Commercial Skills
Commercial success originates from a thorough understanding of the difference between serving and selling. As exemplified by:
NEEDS DRIVEN SELLING based on strategic listening (listen to know what to ask). Unless we observe and interpret what a client says, we never understand (any better than the competition) what he really wants.
CUSTOMER BUYING CYCLE SELLING explicitly focusses on the buying cycle of clients, not just the sellers cycle. It provides perspectives that most "sellers" avoid, missing real opportunities.
RELATIONAL SELLING focuses on developing client loyalty. Farmers often produce the same produce. Relational selling will help farmers more up the league table, not because their produce is better, but because they themselves are better.
VALUE ADDED SELLING formulates proposals offering clients a unique
advantage, relative to either known or unknown needs. It is not restricted to firms offering unique hard- or software.
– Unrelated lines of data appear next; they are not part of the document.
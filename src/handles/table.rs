/*!
 * Handle Table
 * Per-process map from handle values to emulated kernel objects
 */

use ahash::RandomState;
use parking_lot::RwLock;
use std::collections::HashMap;
use std::sync::Arc;

use super::object::{Event, KernelObject};
use super::types::*;
use crate::core::id::{Handle, HandleGenerator, IdGenerator, HANDLE_STRIDE};
use crate::registry::RegistryKey;

/// Default first handle value, matching the lowest user handle NT hands out
pub const DEFAULT_FIRST_HANDLE: u64 = 0x4;

/// Handle table owned by one emulated process
///
/// All mutation goes through one coarse lock. Lookups hand out `Arc`
/// clones so a handler may keep using an object while another thread
/// closes its handle.
pub struct HandleTable {
    entries: RwLock<HashMap<Handle, Arc<KernelObject>, RandomState>>,
    generator: HandleGenerator,
}

impl HandleTable {
    pub fn new() -> Self {
        Self::with_first_handle(DEFAULT_FIRST_HANDLE)
    }

    /// Table whose first issued handle is `first_handle`
    ///
    /// Starts that are zero or off the stride round up to the next
    /// non-zero multiple of [`HANDLE_STRIDE`].
    pub fn with_first_handle(first_handle: u64) -> Self {
        let start = first_handle
            .max(HANDLE_STRIDE)
            .checked_next_multiple_of(HANDLE_STRIDE)
            .unwrap_or(HANDLE_STRIDE);
        Self {
            entries: RwLock::new(HashMap::default()),
            generator: HandleGenerator::new(start, HANDLE_STRIDE),
        }
    }

    /// Take ownership of `object` and return a fresh handle for it
    pub fn store(&self, object: impl Into<KernelObject>) -> Handle {
        let object = Arc::new(object.into());
        let mut entries = self.entries.write();
        loop {
            let handle = self.generator.next();
            // Skip NULL and anything still live (only possible after wrapping)
            if handle.is_null() || entries.contains_key(&handle) {
                continue;
            }
            entries.insert(handle, object);
            return handle;
        }
    }

    pub fn get(&self, handle: Handle) -> Option<Arc<KernelObject>> {
        self.entries.read().get(&handle).cloned()
    }

    /// Look up a handle that must refer to a registry key
    pub fn get_registry_key(&self, handle: Handle) -> HandleResult<RegistryKey> {
        let object = self.get(handle).ok_or(HandleError::NotFound(handle))?;
        match object.as_registry_key() {
            Some(key) => Ok(key.clone()),
            None => Err(HandleError::KindMismatch {
                handle,
                expected: ObjectKind::RegistryKey,
                found: object.kind(),
            }),
        }
    }

    /// Look up a handle that must refer to an event
    pub fn get_event(&self, handle: Handle) -> HandleResult<Arc<Event>> {
        let object = self.get(handle).ok_or(HandleError::NotFound(handle))?;
        match &*object {
            KernelObject::Event(event) => Ok(Arc::clone(event)),
            other => Err(HandleError::KindMismatch {
                handle,
                expected: ObjectKind::Event,
                found: other.kind(),
            }),
        }
    }

    /// Release a handle; its value becomes eligible for reuse
    pub fn remove(&self, handle: Handle) -> Option<Arc<KernelObject>> {
        let removed = self.entries.write().remove(&handle);
        if removed.is_some() {
            self.generator.recycle(handle);
        }
        removed
    }

    pub fn contains(&self, handle: Handle) -> bool {
        self.entries.read().contains_key(&handle)
    }

    pub fn len(&self) -> usize {
        self.entries.read().len()
    }

    pub fn is_empty(&self) -> bool {
        self.entries.read().is_empty()
    }
}

impl Default for HandleTable {
    fn default() -> Self {
        Self::new()
    }
}

impl std::fmt::Debug for HandleTable {
    fn fmt(&self, f: &mut std::fmt::Formatter<'_>) -> std::fmt::Result {
        f.debug_struct("HandleTable")
            .field("live", &self.len())
            .field("next", &self.generator.current())
            .finish()
    }
}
NEGOTIATION is the art of making deals by changing the conditions of the deal. In a commercial setting, these are the conditions of a sale (price, delivery time, payment conditions, delivery location, intermediary storage, service levels, guarantee scope of guarantee, coverage and time, ...). In non-sales situations these relate to agreeing among colleagues, or to settle disputes with suppliers, clients, or sometimes third parties. There are various apporaches, the main ones being:
- principal negotiation
- positional negotiation
- negotiating with integrity (lost cases)
and in all negotiations, double logic and brinkmanship may be important.
The appropriate mix of approaches provides the appropriate commercial result. Several sales models/approaches exist.